Machining vs. Fabrication: Which is Better?

December 20, 2022

Machining and fabrication are two processes commonly used to create metal parts and components. Although a lot of machine shops and manufacturing facilities employ them to achieve comparable results, they are not the same.

At VeriForm Inc. we use both technologies to deliver client metalworking projects. In this article, we’ll go over the main differences between machining and fabrication and which one you should use for a given application.

What is Machining?

The metal machining process involves removing material from raw metals to make finished products or components. To achieve the desired shape, metal is cut, turned, drilled, or milled using a variety of machines, such as CNC machines. Our new CNC machining centre is long enough to duplicate multiple workstations, ensuring peak productivity and uptime.

Common machining technologies are highlighted in detail below.

CNC Milling

The CNC milling process, which is also known as 3D milling, involves moving the computer-directed tool across the workpiece simultaneously in three axes or more. With these machines, you can contour surfaces and drill holes with extreme precision. As a result, they are indispensable tools in the manufacturing industry.

CNC Drilling

Drilling takes place by rotating either the drill or the workpiece and feeding the drill along its axis into the workpiece. A computer-based drilling system is particularly useful for the mass production of components. With advanced and versatile CNC centres, drilling functions can be performed more quickly and on a repeatable basis.

CNC Countersinking

In countersinking, a V-shaped edge is created near the surface of the hole. It is often used for deburring holes or for making countersunk-head screws sit flush with surfaces. CNC milling commonly uses chamfering endmills to make countersinks.

Threading

Metal threading is a metal processing technique that involves making continuous helical threads on the surface of a workpiece. There are various applications for metal threading, including screws, bolts, and lead screw drives, which require high load capacity and precision in load transformation. 

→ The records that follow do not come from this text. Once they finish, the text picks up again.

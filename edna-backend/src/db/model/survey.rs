use chrono::{DateTime, Utc};
use diesel::{pg::Pg, prelude::*};
use diesel_async::{AsyncPgConnection, RunQueryDsl};
use edna_schema::{field_survey, measurement};
use garde::Validate;
use serde::{Deserialize, Serialize};
use uuid::Uuid;

use crate::db::{
    self, error,
    model::{
        measurement::Measurement,
        sample::{self, Sample},
    },
    util::AsIlike,
};

#[derive(Queryable, Selectable, Identifiable, Serialize, Clone, Debug)]
#[diesel(table_name = field_survey, check_for_backend(Pg))]
pub struct Survey {
    pub id: Uuid,
    pub site_id: Uuid,
    pub collected_by: Option<Uuid>,
    pub supervisor: Option<Uuid>,
    pub recorder_name: String,
    pub complete: bool,
    pub survey_at: DateTime<Utc>,
    pub altitude_m: Option<f64>,
}

#[derive(Insertable, Deserialize, Validate, Clone)]
#[diesel(table_name = field_survey, check_for_backend(Pg))]
#[garde(allow_unvalidated)]
pub struct NewSurvey {
    pub site_id: Uuid,
    pub collected_by: Option<Uuid>,
    pub supervisor: Option<Uuid>,
    #[serde(default)]
    #[garde(length(max = 255))]
    pub recorder_name: String,
    #[serde(default)]
    pub complete: bool,
    pub survey_at: DateTime<Utc>,
    #[garde(range(min = -500.0, max = 9000.0))]
    pub altitude_m: Option<f64>,
}

impl db::Write for NewSurvey {
    type Returns = Survey;

    async fn write(self, db_conn: &mut AsyncPgConnection) -> error::Result<Self::Returns> {
        Ok(diesel::insert_into(field_survey::table)
            .values(&self)
            .returning(Survey::as_returning())
            .get_result(db_conn)
            .await?)
    }
}

/// The reuse-or-create key for imports: one survey per site per instant.
pub async fn find_at(
    site_id: Uuid,
    survey_at: DateTime<Utc>,
    db_conn: &mut AsyncPgConnection,
) -> error::Result<Option<Survey>> {
    Ok(field_survey::table
        .filter(
            field_survey::site_id
                .eq(site_id)
                .and(field_survey::survey_at.eq(survey_at)),
        )
        .select(Survey::as_select())
        .first(db_conn)
        .await
        .optional()?)
}

#[derive(Queryable, Selectable, Serialize, Clone, Debug)]
#[diesel(table_name = field_survey, check_for_backend(Pg))]
pub struct SurveySummary {
    pub id: Uuid,
    pub site_id: Uuid,
    pub recorder_name: String,
    pub complete: bool,
    pub survey_at: DateTime<Utc>,
}

fn default_limit() -> i64 {
    100
}

#[derive(Deserialize, Validate)]
#[garde(allow_unvalidated)]
pub struct SurveyQuery {
    pub site_id: Option<Uuid>,
    pub after: Option<DateTime<Utc>>,
    pub before: Option<DateTime<Utc>>,
    pub complete: Option<bool>,
    pub recorder: Option<String>,
    #[serde(default = "default_limit")]
    #[garde(range(min = 1, max = 1000))]
    pub limit: i64,
}

impl Default for SurveyQuery {
    fn default() -> Self {
        Self {
            site_id: None,
            after: None,
            before: None,
            complete: None,
            recorder: None,
            limit: default_limit(),
        }
    }
}

impl db::FetchByQuery for SurveySummary {
    type QueryParams = SurveyQuery;

    async fn fetch_by_query(
        query: &Self::QueryParams,
        db_conn: &mut AsyncPgConnection,
    ) -> error::Result<Vec<Self>> {
        let SurveyQuery {
            site_id,
            after,
            before,
            complete,
            recorder,
            limit,
        } = query;

        let mut statement = field_survey::table
            .select(SurveySummary::as_select())
            .order(field_survey::survey_at.desc())
            .limit(*limit)
            .into_boxed();

        if let Some(site_id) = site_id {
            statement = statement.filter(field_survey::site_id.eq(*site_id));
        }

        if let Some(after) = after {
            statement = statement.filter(field_survey::survey_at.ge(*after));
        }

        if let Some(before) = before {
            statement = statement.filter(field_survey::survey_at.le(*before));
        }

        if let Some(complete) = complete {
            statement = statement.filter(field_survey::complete.eq(*complete));
        }

        if let Some(recorder) = recorder {
            statement = statement.filter(field_survey::recorder_name.ilike(recorder.as_ilike()));
        }

        Ok(statement.load(db_conn).await?)
    }
}

/// A survey with the records that hang off it, as returned by the API.
#[derive(Serialize, Clone, Debug)]
pub struct SurveyBundle {
    #[serde(flatten)]
    pub survey: Survey,
    pub samples: Vec<Sample>,
    pub measurements: Vec<Measurement>,
}

impl db::FetchById for SurveyBundle {
    type Id = Uuid;

    async fn fetch_by_id(id: &Self::Id, db_conn: &mut AsyncPgConnection) -> error::Result<Self> {
        let survey = field_survey::table
            .find(id)
            .select(Survey::as_select())
            .first(db_conn)
            .await?;

        let samples = sample::for_survey(*id, db_conn).await?;

        let measurements = measurement::table
            .filter(measurement::survey_id.eq(id))
            .select(Measurement::as_select())
            .order(measurement::measured_at.asc())
            .load(db_conn)
            .await?;

        Ok(Self {
            survey,
            samples,
            measurements,
        })
    }
}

Different threading technologies include:

  • Thread Cutting: Using tools and dies, thread cutting generates threads on the internal or external surfaces of cylinders and cones. By using a pattern-specific tool, this process removes excess material with each successive pass to achieve desired thread depth.
  • Thread Milling: During thread milling, the material is removed from the workpiece’s surface with a rotating milling cutter to create threads. The internal threads are carved out by inserting a milling tool into a hole and rotating it in a circular motion. A milling tool is fed to the outer surface of the workpiece to carve out external threads.
  • Tapping and Threading: In this process, threads are formed through the use of taps and dies. Taps are used to cut or form threads on the internal surface, whereas dies are used to cut threads on the external surface. 

Boring

Metal boring cuts a small amount of metal from a workpiece’s inside diameter to increase the accuracy and size of a hole. The process involves rotating either the boring tool or the workpiece and slowly feeding the former along the axis of the latter.

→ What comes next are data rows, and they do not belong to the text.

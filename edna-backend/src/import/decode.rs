use std::io::Cursor;

use calamine::{Data, Reader, Xls, Xlsx};
use chrono::NaiveTime;
use heck::ToSnakeCase;

use super::{ImportError, TabularFormat};

/// One data row, keyed by normalized header names. Spreadsheet numbering:
/// the header is row 1, so the first data row is 2. Cells keep the sheet's
/// column order; left-to-right position breaks ties when two columns mean
/// the same thing.
#[derive(Debug, Clone)]
pub struct Row {
    pub number: usize,
    values: Vec<(String, String)>,
}

impl Row {
    pub fn get(&self, key: &str) -> &str {
        self.values
            .iter()
            .find(|(k, _)| k == key)
            .map_or("", |(_, v)| v.trim())
    }

    pub fn is_blank(&self) -> bool {
        self.values.iter().all(|(_, v)| v.trim().is_empty())
    }

    pub fn columns(&self) -> impl Iterator<Item = (&str, &str)> {
        self.values.iter().map(|(k, v)| (k.as_str(), v.trim()))
    }
}

fn normalize_header(header: &str) -> String {
    header.trim().to_snake_case()
}

/// Decodes the raw upload into rows. The format is whatever the caller
/// declared; the bytes are never sniffed.
pub fn decode(data: &[u8], format: TabularFormat) -> Result<Vec<Row>, ImportError> {
    match format {
        TabularFormat::Csv => decode_csv(data),
        TabularFormat::Xls => {
            let workbook = Xls::new(Cursor::new(data)).map_err(|e| decode_error(format, e))?;
            decode_workbook(workbook, format)
        }
        TabularFormat::Xlsx => {
            let workbook = Xlsx::new(Cursor::new(data)).map_err(|e| decode_error(format, e))?;
            decode_workbook(workbook, format)
        }
    }
}

fn decode_error<E: std::fmt::Display>(format: TabularFormat, err: E) -> ImportError {
    ImportError::Decode {
        format,
        message: err.to_string(),
    }
}

fn decode_csv(data: &[u8]) -> Result<Vec<Row>, ImportError> {
    let mut reader = csv::ReaderBuilder::new()
        .flexible(true)
        .trim(csv::Trim::All)
        .from_reader(data);

    let headers: Vec<String> = reader
        .headers()
        .map_err(|e| decode_error(TabularFormat::Csv, e))?
        .iter()
        .map(normalize_header)
        .collect();

    let mut rows = Vec::new();
    for (i, record) in reader.records().enumerate() {
        let record = record.map_err(|e| decode_error(TabularFormat::Csv, e))?;

        let values = headers
            .iter()
            .cloned()
            .zip(record.iter().map(String::from))
            .collect();

        rows.push(Row {
            number: i + 2,
            values,
        });
    }

    Ok(rows)
}

fn decode_workbook<RS, R>(mut workbook: R, format: TabularFormat) -> Result<Vec<Row>, ImportError>
where
    RS: std::io::Read + std::io::Seek,
    R: Reader<RS>,
    R::Error: std::fmt::Display,
{
    let range = workbook
        .worksheet_range_at(0)
        .ok_or_else(|| decode_error(format, "workbook has no worksheets"))?
        .map_err(|e| decode_error(format, e))?;

    let mut row_iter = range.rows();

    let Some(header_row) = row_iter.next() else {
        return Ok(Vec::new());
    };
    let headers: Vec<String> = header_row
        .iter()
        .map(|cell| normalize_header(&cell_to_string(cell)))
        .collect();

    let rows = row_iter
        .enumerate()
        .map(|(i, cells)| {
            let values = headers
                .iter()
                .cloned()
                .zip(cells.iter().map(cell_to_string))
                .collect();

            Row {
                number: i + 2,
                values,
            }
        })
        .collect();

    Ok(rows)
}

/// Renders a cell the way the reconciler's parsers expect: dates as
/// `%Y-%m-%d`, times as `%H:%M:%S`, whole floats without a trailing `.0`.
fn cell_to_string(cell: &Data) -> String {
    match cell {
        Data::Empty | Data::Error(_) => String::new(),
        Data::String(s) => s.trim().to_string(),
        Data::Int(i) => i.to_string(),
        Data::Bool(b) => b.to_string(),
        Data::Float(f) => {
            if f.fract() == 0.0 {
                format!("{}", *f as i64)
            } else {
                f.to_string()
            }
        }
        Data::DateTime(dt) => {
            let Some(naive) = dt.as_datetime() else {
                return String::new();
            };

            if dt.as_f64() < 1.0 {
                naive.format("%H:%M:%S").to_string()
            } else if naive.time() == NaiveTime::MIN {
                naive.format("%Y-%m-%d").to_string()
            } else {
                naive.format("%Y-%m-%d %H:%M:%S").to_string()
            }
        }
        Data::DateTimeIso(s) | Data::DurationIso(s) => s.clone(),
    }
}

#[cfg(test)]
mod tests {
    use pretty_assertions::assert_eq;

    use super::{TabularFormat, decode};

    #[test]
    fn csv_rows_use_spreadsheet_numbering_and_snake_case_headers() {
        let data = b"Site ID,Survey Date,Water Temperature\nPNT-01,2024-06-10,18.2\nBIG-02,2024-06-11,17.9\n";

        let rows = decode(data, TabularFormat::Csv).unwrap();

        assert_eq!(rows.len(), 2);
        assert_eq!(rows[0].number, 2);
        assert_eq!(rows[1].number, 3);
        assert_eq!(rows[0].get("site_id"), "PNT-01");
        assert_eq!(rows[1].get("water_temperature"), "17.9");
    }

    #[test]
    fn missing_columns_read_as_empty() {
        let data = b"site_id,survey_date\nPNT-01,2024-06-10\n";

        let rows = decode(data, TabularFormat::Csv).unwrap();

        assert_eq!(rows[0].get("sample_barcode"), "");
        assert!(!rows[0].is_blank());
    }

    #[test]
    fn garbage_xlsx_is_a_decode_error() {
        assert!(decode(b"not a zip archive", TabularFormat::Xlsx).is_err());
    }
}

What is Metal Fabrication?

In fabrication, raw materials such as sheet metal, textiles, and plastic are used to create objects and parts. Specifically, the machine fabrication process involves the use of certain techniques to add, remove, cast, join, or form material. The highly trained members of our parts fabrication team use the highest quality precision equipment to cut, bend and assemble complex parts of any size.

Bending

By using a brake, a sheet metal company can bend sheet metal into shapes, and channels at angles up to 120 degrees. The thinner the gauge of sheet metal, the easier it is to bend. The opposite is also possible: sheet metal manufacturers can decamber strip-shaped pieces of sheet metal to remove the horizontal bend.

Cutting

Various pieces of machinery are available for cutting sheet metal, some of which are unique to sheet metal fabrication.

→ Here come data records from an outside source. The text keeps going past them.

//! Diesel table definitions shared by the backend and any tooling that talks
//! to the eDNA metadata database. Kept in lockstep with `db/migrations`.

use diesel::{allow_tables_to_appear_in_same_query, joinable, table};

table! {
    person (id) {
        id -> Uuid,
        name -> Text,
        email -> Text,
    }
}

table! {
    field_site (id) {
        id -> Uuid,
        site_code -> Text,
        location_name -> Text,
        country_code -> Nullable<Text>,
    }
}

table! {
    project (id) {
        id -> Uuid,
        code -> Text,
        label -> Text,
    }
}

table! {
    sample_type (id) {
        id -> Uuid,
        code -> Text,
        label -> Text,
    }
}

table! {
    barcode (id) {
        id -> Uuid,
        code -> Text,
        kind -> Text,
    }
}

table! {
    field_survey (id) {
        id -> Uuid,
        site_id -> Uuid,
        collected_by -> Nullable<Uuid>,
        supervisor -> Nullable<Uuid>,
        recorder_name -> Text,
        complete -> Bool,
        survey_at -> Timestamptz,
        altitude_m -> Nullable<Double>,
    }
}

table! {
    survey_project (survey_id, project_id) {
        survey_id -> Uuid,
        project_id -> Uuid,
    }
}

table! {
    field_sample (id) {
        id -> Uuid,
        survey_id -> Uuid,
        barcode_id -> Uuid,
        sample_type_id -> Uuid,
        barcode_code -> Text,
        extracted -> Bool,
        sampling_method -> Text,
    }
}

table! {
    filter_sample (sample_id) {
        sample_id -> Uuid,
        filtered_at -> Nullable<Timestamptz>,
        filter_method -> Text,
        filter_type -> Text,
        water_volume_ml -> Nullable<Double>,
        pore_size_um -> Nullable<Double>,
        filter_size_mm -> Nullable<Double>,
        saturated -> Nullable<Bool>,
        notes -> Text,
    }
}

table! {
    subcore_sample (sample_id) {
        sample_id -> Uuid,
        method -> Text,
        started_at -> Nullable<Timestamptz>,
        ended_at -> Nullable<Timestamptz>,
        core_count -> Nullable<Integer>,
        length_cm -> Nullable<Double>,
        diameter_cm -> Nullable<Double>,
        notes -> Text,
    }
}

table! {
    measurement_type (id) {
        id -> Uuid,
        code -> Text,
        name -> Text,
        unit -> Text,
    }
}

table! {
    measurement (id) {
        id -> Uuid,
        survey_id -> Uuid,
        measurement_type_id -> Uuid,
        value -> Text,
        measured_at -> Timestamptz,
        notes -> Text,
    }
}

joinable!(field_survey -> field_site (site_id));
joinable!(survey_project -> field_survey (survey_id));
joinable!(survey_project -> project (project_id));
joinable!(field_sample -> field_survey (survey_id));
joinable!(field_sample -> barcode (barcode_id));
joinable!(field_sample -> sample_type (sample_type_id));
joinable!(filter_sample -> field_sample (sample_id));
joinable!(subcore_sample -> field_sample (sample_id));
joinable!(measurement -> field_survey (survey_id));
joinable!(measurement -> measurement_type (measurement_type_id));

allow_tables_to_appear_in_same_query!(
    person,
    field_site,
    project,
    sample_type,
    barcode,
    field_survey,
    survey_project,
    field_sample,
    filter_sample,
    subcore_sample,
    measurement_type,
    measurement,
);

  • Laser Cutting: Laser cutters use powerful laser beams intensified by lenses or mirrors. They work well on thin and medium gauge sheet metal but may have trouble penetrating harder materials.
  • Water Jet Cutting: This method of sheet metal fabrication uses a high-pressure stream of water (mixed with an abrasive substance) to cut through the material. Since water jet cutters do not generate heat, they are often used to fabricate parts with low melting points.
  • Plasma Cutting: By creating an electrical channel of ionized gas, plasma cutters form a jet of hot plasma that can easily penetrate thick-gauge sheet metal. Although not as accurate as laser or water jet cutting machines, they are fast, powerful, and require little setup time.

Punching

When the sheet metal is placed between the two machine components, the punch forces itself through the metal to reach the die, creating holes. Punching removes circular pieces of materials, which can either be scrapped or turned into new workpieces- a process known as blanking.

Welding

With welding, heat is applied to a section of metal where it connects to another component, allowing both to be joined together. As the metal melts between the two components, it fuses to form a solid connection. Metals such as stainless steel and aluminum are comparatively easy to weld while others may require a specific welding process, such as arc, electron beam, etc. 

Some metal fabricators, including Veriform Inc., also offer powder coating and assembly services for completed components.

As soon as your part is fabricated, it will need machining to knock off the rough edges or maybe a hole will need to be drilled to add a metal component. It is common for something to be machined after it has been fabricated. An example of this would be to add metal objects to a plastic part or remove flash around the edges. 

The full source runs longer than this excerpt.